[Collected data entries]

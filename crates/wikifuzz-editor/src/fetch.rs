use reqwest::blocking::Client;
use thiserror::Error;

use wikifuzz_core::{FuzzyEngine, PageRecord, SearchHit};

/// Call name the index endpoint answers to.
pub const INDEX_CALL: &str = "fuzzysearch_pages";

#[derive(Debug, Error)]
pub enum FetchError {
    #[error("index fetch failed: {0}")]
    Http(#[from] reqwest::Error),

    #[error("index endpoint returned status {0}")]
    Status(u16),
}

/// Where the page index comes from. Production uses [`IndexClient`]; tests
/// inject canned record sets or failures.
pub trait IndexSource {
    fn fetch_index(&self) -> Result<Vec<PageRecord>, FetchError>;
}

/// Fetches the `{id, title}` index over HTTP with the caller's session
/// cookie attached, mirroring a same-origin credentialed request.
pub struct IndexClient {
    http: Client,
    base_url: String,
    session_cookie: Option<String>,
}

impl IndexClient {
    pub fn new(base_url: impl Into<String>) -> Result<Self, FetchError> {
        Ok(Self {
            http: Client::builder().build()?,
            base_url: base_url.into(),
            session_cookie: None,
        })
    }

    #[must_use]
    pub fn with_session_cookie(mut self, cookie: impl Into<String>) -> Self {
        self.session_cookie = Some(cookie.into());
        self
    }
}

impl IndexSource for IndexClient {
    fn fetch_index(&self) -> Result<Vec<PageRecord>, FetchError> {
        let url = format!(
            "{}/api/ajax?call={INDEX_CALL}",
            self.base_url.trim_end_matches('/')
        );
        let mut request = self.http.get(&url);
        if let Some(cookie) = &self.session_cookie {
            request = request.header(reqwest::header::COOKIE, cookie);
        }
        let response = request.send()?;
        if !response.status().is_success() {
            return Err(FetchError::Status(response.status().as_u16()));
        }
        Ok(response.json()?)
    }
}

/// Client-side query engine: loads the index at most once per instance and
/// answers ranked title queries from it.
///
/// A failed load is terminal for the instance. Every later `search` is a
/// logged no-op returning no hits, so a broken index degrades the UI to
/// inert rather than throwing into the host.
#[derive(Default)]
pub struct QueryEngine {
    engine: Option<FuzzyEngine>,
    load_attempted: bool,
}

impl QueryEngine {
    #[must_use]
    pub fn new() -> Self {
        Self::default()
    }

    pub fn load(&mut self, source: &dyn IndexSource) {
        if self.load_attempted {
            return;
        }
        self.load_attempted = true;
        match source.fetch_index() {
            Ok(records) => {
                tracing::debug!(pages = records.len(), "page index loaded");
                self.engine = Some(FuzzyEngine::new(records));
            }
            Err(err) => {
                tracing::warn!(error = %err, "page index fetch failed; search stays disabled");
            }
        }
    }

    #[must_use]
    pub fn is_ready(&self) -> bool {
        self.engine.is_some()
    }

    pub fn search(&mut self, phrase: &str, limit: usize) -> Vec<SearchHit> {
        match &mut self.engine {
            Some(engine) => engine.search(phrase, limit),
            None => {
                tracing::debug!("search before index ready; ignoring");
                Vec::new()
            }
        }
    }
}


#[cfg(test)]
mod tests {
    use super::test_support::{FailingSource, StaticSource, record};
    use super::*;

    #[test]
    fn load_happens_at_most_once() {
        let source = StaticSource::new(vec![record("start", "Start")]);
        let mut engine = QueryEngine::new();
        engine.load(&source);
        engine.load(&source);
        assert_eq!(source.fetches.get(), 1);
        assert!(engine.is_ready());
    }

    #[test]
    fn failed_load_is_terminal_and_searches_noop() {
        let mut engine = QueryEngine::new();
        engine.load(&FailingSource);
        assert!(!engine.is_ready());
        assert!(engine.search("start", 10).is_empty());

        // no retry: a later load against a healthy source is still ignored
        let healthy = StaticSource::new(vec![record("start", "Start")]);
        engine.load(&healthy);
        assert_eq!(healthy.fetches.get(), 0);
        assert!(!engine.is_ready());
    }

    #[test]
    fn ready_engine_answers_queries() {
        let source = StaticSource::new(vec![record("getting_started", "Getting Started")]);
        let mut engine = QueryEngine::new();
        engine.load(&source);
        let hits = engine.search("Gett", 10);
        assert_eq!(hits[0].record.id, "getting_started");
    }
}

What you have to do: Copy out each entry precisely. Leave nothing out.

Output for this task:
filename crates/wikifuzz-editor/src/fetch.rs
use reqwest::blocking::Client;
use thiserror::Error;

use wikifuzz_core::{FuzzyEngine, PageRecord, SearchHit};

/// Call name the index endpoint answers to.
pub const INDEX_CALL: &str = "fuzzysearch_pages";

#[derive(Debug, Error)]
pub enum FetchError {
    #[error("index fetch failed: {0}")]
    Http(#[from] reqwest::Error),

    #[error("index endpoint returned status {0}")]
    Status(u16),
}

/// Where the page index comes from. Production uses [`IndexClient`]; tests
/// inject canned record sets or failures.
pub trait IndexSource {
    fn fetch_index(&self) -> Result<Vec<PageRecord>, FetchError>;
}

/// Fetches the `{id, title}` index over HTTP with the caller's session
/// cookie attached, mirroring a same-origin credentialed request.
pub struct IndexClient {
    http: Client,
    base_url: String,
    session_cookie: Option<String>,
}

impl IndexClient {
    pub fn new(base_url: impl Into<String>) -> Result<Self, FetchError> {
        Ok(Self {
            http: Client::builder().build()?,
            base_url: base_url.into(),
            session_cookie: None,
        })
    }

    #[must_use]
    pub fn with_session_cookie(mut self, cookie: impl Into<String>) -> Self {
        self.session_cookie = Some(cookie.into());
        self
    }
}

impl IndexSource for IndexClient {
    fn fetch_index(&self) -> Result<Vec<PageRecord>, FetchError> {
        let url = format!(
            "{}/api/ajax?call={INDEX_CALL}",
            self.base_url.trim_end_matches('/')
        );
        let mut request = self.http.get(&url);
        if let Some(cookie) = &self.session_cookie {
            request = request.header(reqwest::header::COOKIE, cookie);
        }
        let response = request.send()?;
        if !response.status().is_success() {
            return Err(FetchError::Status(response.status().as_u16()));
        }
        Ok(response.json()?)
    }
}

/// Client-side query engine: loads the index at most once per instance and
/// answers ranked title queries from it.
///
/// A failed load is terminal for the instance. Every later `search` is a
/// logged no-op returning no hits, so a broken index degrades the UI to
/// inert rather than throwing into the host.
#[derive(Default)]
pub struct QueryEngine {
    engine: Option<FuzzyEngine>,
    load_attempted: bool,
}

impl QueryEngine {
    #[must_use]
    pub fn new() -> Self {
        Self::default()
    }

    pub fn load(&mut self, source: &dyn IndexSource) {
        if self.load_attempted {
            return;
        }
        self.load_attempted = true;
        match source.fetch_index() {
            Ok(records) => {
                tracing::debug!(pages = records.len(), "page index loaded");
                self.engine = Some(FuzzyEngine::new(records));
            }
            Err(err) => {
                tracing::warn!(error = %err, "page index fetch failed; search stays disabled");
            }
        }
    }

    #[must_use]
    pub fn is_ready(&self) -> bool {
        self.engine.is_some()
    }

    pub fn search(&mut self, phrase: &str, limit: usize) -> Vec<SearchHit> {
        match &mut self.engine {
            Some(engine) => engine.search(phrase, limit),
            None => {
                tracing::debug!("search before index ready; ignoring");
                Vec::new()
            }
        }
    }
}


#[cfg(test)]
mod tests {
    use super::test_support::{FailingSource, StaticSource, record};
    use super::*;

    #[test]
    fn load_happens_at_most_once() {
        let source = StaticSource::new(vec![record("start", "Start")]);
        let mut engine = QueryEngine::new();
        engine.load(&source);
        engine.load(&source);
        assert_eq!(source.fetches.get(), 1);
        assert!(engine.is_ready());
    }

    #[test]
    fn failed_load_is_terminal_and_searches_noop() {
        let mut engine = QueryEngine::new();
        engine.load(&FailingSource);
        assert!(!engine.is_ready());
        assert!(engine.search("start", 10).is_empty());

        // no retry: a later load against a healthy source is still ignored
        let healthy = StaticSource::new(vec![record("start", "Start")]);
        engine.load(&healthy);
        assert_eq!(healthy.fetches.get(), 0);
        assert!(!engine.is_ready());
    }

    #[test]
    fn ready_engine_answers_queries() {
        let source = StaticSource::new(vec![record("getting_started", "Getting Started")]);
        let mut engine = QueryEngine::new();
        engine.load(&source);
        let hits = engine.search("Gett", 10);
        assert_eq!(hits[0].record.id, "getting_started");
    }
}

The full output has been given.